Cinema is dead -- long live the corporate thrill-machines!
The director, Brian De Palma, is a past master at operating thrill-machines
(Blow Out, Carrie, The Untouchables, a host
of others). So I don't understand why this one crashes so often.
There are a handful of witty De Palma touches, but after a while
it gets depressing to sit there and count all the De Palma-isms
for lack of anything else to hold your interest. It's like hearing
sporadic Jimi Hendrix riffs scattered amid two hours of Muzak.
Mission: Impossible has a headache-inducing plot that
I'd just as soon not explore in depth. Secret agent Ethan Hunt
(Tom Cruise), working for veteran spy Jim Phelps (Jon Voight,
in for Peter Graves), gets caught up in a scramble for a valuable
computer disk, and some agents trust him, even if he doesn't
trust them .... I can feel the pounding behind my left
eye. I don't remember why the disk is valuable, and I don't care.
Nor, evidently, did De Palma,
or the screenwriters (Robert Towne, Steven Zaillian, and David
Koepp are credited), or anyone else involved in the movie. Mission:
Impossible is vague and dull in an infuriating way: Nothing
is at stake, nobody on the screen means anything to us. (At least
Twister found a few seconds
for characterization -- banal characterization, granted,
but still.) It starts loudly and confidently and maintains that
pitch, but it's all bluff.
De Palma has rounded up a stellar international cast (Vanessa
Redgrave, Emmanuelle Béart, Kristin Scott Thomas, Jean
Reno, Ving Rhames), only to forget about them or to kill them
off rudely; any movie that loses Kristin Scott Thomas in the
first reel obviously has no priorities. Mostly, De Palma sticks
with his unexciting star, who is also the co-producer, unfortunately.
Cruise himself is a bit of a machine, but De Palma can't rewire
him. Cruise has only one thing on his hard drive: cockiness.

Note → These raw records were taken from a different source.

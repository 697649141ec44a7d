//! State Machine Runtime
//!
//! Flat state machines for interaction states. States and events are plain
//! integer constants so that each component can declare its own vocabulary:
//!
//! ```rust
//! use folio_core::fsm::{StateMachine, StateId, EventId};
//!
//! const IDLE: StateId = 0;
//! const ARMED: StateId = 1;
//! const ENTER: EventId = 1;
//! const LEAVE: EventId = 2;
//!
//! let mut fsm = StateMachine::builder(IDLE)
//!     .on(IDLE, ENTER, ARMED)
//!     .on(ARMED, LEAVE, IDLE)
//!     .build();
//!
//! assert_eq!(fsm.send(ENTER), Some((IDLE, ARMED)));
//! assert_eq!(fsm.send(ENTER), None);
//! ```
//!
//! Conditions that depend on time or component data are evaluated by the
//! owner before it sends an event, so the table itself stays pure.

use rustc_hash::FxHashMap;
use smallvec::SmallVec;
use std::collections::VecDeque;

/// Identifier for a state within a state machine
pub type StateId = u32;

/// Identifier for an event type
pub type EventId = u32;

/// Default number of transitions kept for debugging
const DEFAULT_HISTORY_LIMIT: usize = 32;

/// A transition in the state machine
#[derive(Clone, Copy, Debug, PartialEq, Eq)]
pub struct Transition {
    pub from_state: StateId,
    pub event: EventId,
    pub to_state: StateId,
}

impl Transition {
    pub const fn new(from: StateId, event: EventId, to: StateId) -> Self {
        Self {
            from_state: from,
            event,
            to_state: to,
        }
    }
}

/// Builder for creating state machines
pub struct StateMachineBuilder {
    initial_state: StateId,
    transitions: SmallVec<[Transition; 8]>,
    history_limit: usize,
}

impl StateMachineBuilder {
    pub fn new(initial_state: StateId) -> Self {
        Self {
            initial_state,
            transitions: SmallVec::new(),
            history_limit: DEFAULT_HISTORY_LIMIT,
        }
    }

    /// Add a transition
    pub fn transition(mut self, transition: Transition) -> Self {
        self.transitions.push(transition);
        self
    }

    /// Add a simple transition (from, event, to)
    pub fn on(self, from: StateId, event: EventId, to: StateId) -> Self {
        self.transition(Transition::new(from, event, to))
    }

    /// Maximum number of transitions kept in [`StateMachine::history`]
    pub fn history_limit(mut self, limit: usize) -> Self {
        self.history_limit = limit;
        self
    }

    pub fn build(self) -> StateMachine {
        let mut machine = StateMachine::new(self.initial_state, self.transitions);
        machine.history_limit = self.history_limit;
        machine
    }
}

/// A state machine instance
#[derive(Clone, Debug)]
pub struct StateMachine {
    current_state: StateId,
    table: FxHashMap<(StateId, EventId), StateId>,
    /// Recent transitions, oldest first
    history: VecDeque<(StateId, EventId, StateId)>,
    history_limit: usize,
}

impl StateMachine {
    /// Create a state machine with an initial state and transitions
    ///
    /// If two transitions share the same `(from, event)` pair, the first one wins.
    pub fn new(initial_state: StateId, transitions: impl IntoIterator<Item = Transition>) -> Self {
        let mut table = FxHashMap::default();
        for t in transitions {
            if table.contains_key(&(t.from_state, t.event)) {
                tracing::warn!(
                    "StateMachine: duplicate transition from {} on event {} ignored",
                    t.from_state,
                    t.event
                );
                continue;
            }
            table.insert((t.from_state, t.event), t.to_state);
        }

        Self {
            current_state: initial_state,
            table,
            history: VecDeque::new(),
            history_limit: DEFAULT_HISTORY_LIMIT,
        }
    }

    pub fn builder(initial_state: StateId) -> StateMachineBuilder {
        StateMachineBuilder::new(initial_state)
    }

    pub fn current_state(&self) -> StateId {
        self.current_state
    }

    pub fn is_in(&self, state: StateId) -> bool {
        self.current_state == state
    }

    /// Check if an event can trigger a transition from the current state
    pub fn can_send(&self, event: EventId) -> bool {
        self.table.contains_key(&(self.current_state, event))
    }

    /// Send an event, returning `(from, to)` if a transition happened
    ///
    /// Self-transitions (from == to) are reported and recorded like any other.
    pub fn send(&mut self, event: EventId) -> Option<(StateId, StateId)> {
        let from = self.current_state;
        let to = *self.table.get(&(from, event))?;

        self.current_state = to;
        if self.history_limit > 0 {
            if self.history.len() == self.history_limit {
                self.history.pop_front();
            }
            self.history.push_back((from, event, to));
        }

        Some((from, to))
    }

    /// Force the machine into `state` without consulting the table
    ///
    /// Used on teardown to return a component to its resting state.
    pub fn reset(&mut self, state: StateId) {
        self.current_state = state;
    }

    /// Recent transitions, oldest first
    pub fn history(&self) -> impl Iterator<Item = &(StateId, EventId, StateId)> {
        self.history.iter()
    }

    pub fn clear_history(&mut self) {
        self.history.clear();
    }
}

#[cfg(test)]
mod tests {
    use super::*;

    const IDLE: StateId = 0;
    const HOVERED: StateId = 1;
    const PRESSED: StateId = 2;

    const POINTER_ENTER: EventId = 1;
    const POINTER_LEAVE: EventId = 2;
    const POINTER_DOWN: EventId = 3;
    const POINTER_UP: EventId = 4;

    #[test]
    fn test_simple_transitions() {
        let mut fsm = StateMachine::new(
            IDLE,
            [
                Transition::new(IDLE, POINTER_ENTER, HOVERED),
                Transition::new(HOVERED, POINTER_LEAVE, IDLE),
                Transition::new(HOVERED, POINTER_DOWN, PRESSED),
                Transition::new(PRESSED, POINTER_UP, HOVERED),
            ],
        );

        assert_eq!(fsm.send(POINTER_ENTER), Some((IDLE, HOVERED)));
        assert_eq!(fsm.send(POINTER_DOWN), Some((HOVERED, PRESSED)));
        assert_eq!(fsm.send(POINTER_UP), Some((PRESSED, HOVERED)));
        assert_eq!(fsm.send(POINTER_LEAVE), Some((HOVERED, IDLE)));
        assert!(fsm.is_in(IDLE));
    }

    #[test]
    fn test_invalid_event_no_transition() {
        let mut fsm = StateMachine::new(IDLE, [Transition::new(IDLE, POINTER_ENTER, HOVERED)]);

        assert_eq!(fsm.send(POINTER_DOWN), None);
        assert_eq!(fsm.current_state(), IDLE);
        assert_eq!(fsm.history().count(), 0);
    }

    #[test]
    fn test_duplicate_transition_first_wins() {
        let mut fsm = StateMachine::builder(IDLE)
            .on(IDLE, POINTER_ENTER, HOVERED)
            .on(IDLE, POINTER_ENTER, PRESSED)
            .build();

        fsm.send(POINTER_ENTER);
        assert_eq!(fsm.current_state(), HOVERED);
    }

    #[test]
    fn test_history_is_bounded() {
        let mut fsm = StateMachine::builder(IDLE)
            .on(IDLE, POINTER_ENTER, HOVERED)
            .on(HOVERED, POINTER_LEAVE, IDLE)
            .history_limit(3)
            .build();

        for _ in 0..5 {
            fsm.send(POINTER_ENTER);
            fsm.send(POINTER_LEAVE);
        }

        let history: Vec<_> = fsm.history().copied().collect();
        assert_eq!(history.len(), 3);
        assert_eq!(history[2], (HOVERED, POINTER_LEAVE, IDLE));
    }

    #[test]
    fn test_can_send_and_reset() {
        let mut fsm = StateMachine::new(IDLE, [Transition::new(IDLE, POINTER_ENTER, HOVERED)]);

        assert!(fsm.can_send(POINTER_ENTER));
        assert!(!fsm.can_send(POINTER_DOWN));

        fsm.send(POINTER_ENTER);
        fsm.reset(IDLE);
        assert!(fsm.is_in(IDLE));
    }
}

Two sequences stand out: a nail-biting entry into a heavily-guarded
computer room, and the outrageously phallic climax involving
a train, a helicopter, and a tunnel. De Palma pumps up the action
the way he always does, turning suspense into a sly joke. But
too often the action simply collapses into bombastic special
effects that your cousin Floyd could direct, given $70 million
and cutting-edge computer pizzazz.
De Palma inserts his first
joke at the end of the opening credits, when his name appears
over an image of a tape famously self-destructing. But the joke
may be on him. This Mission results in the self-destruction
of a great film artist for the sake of Hollywood, commerce, and
star ego. It's a mission De Palma shouldn't have chosen to accept.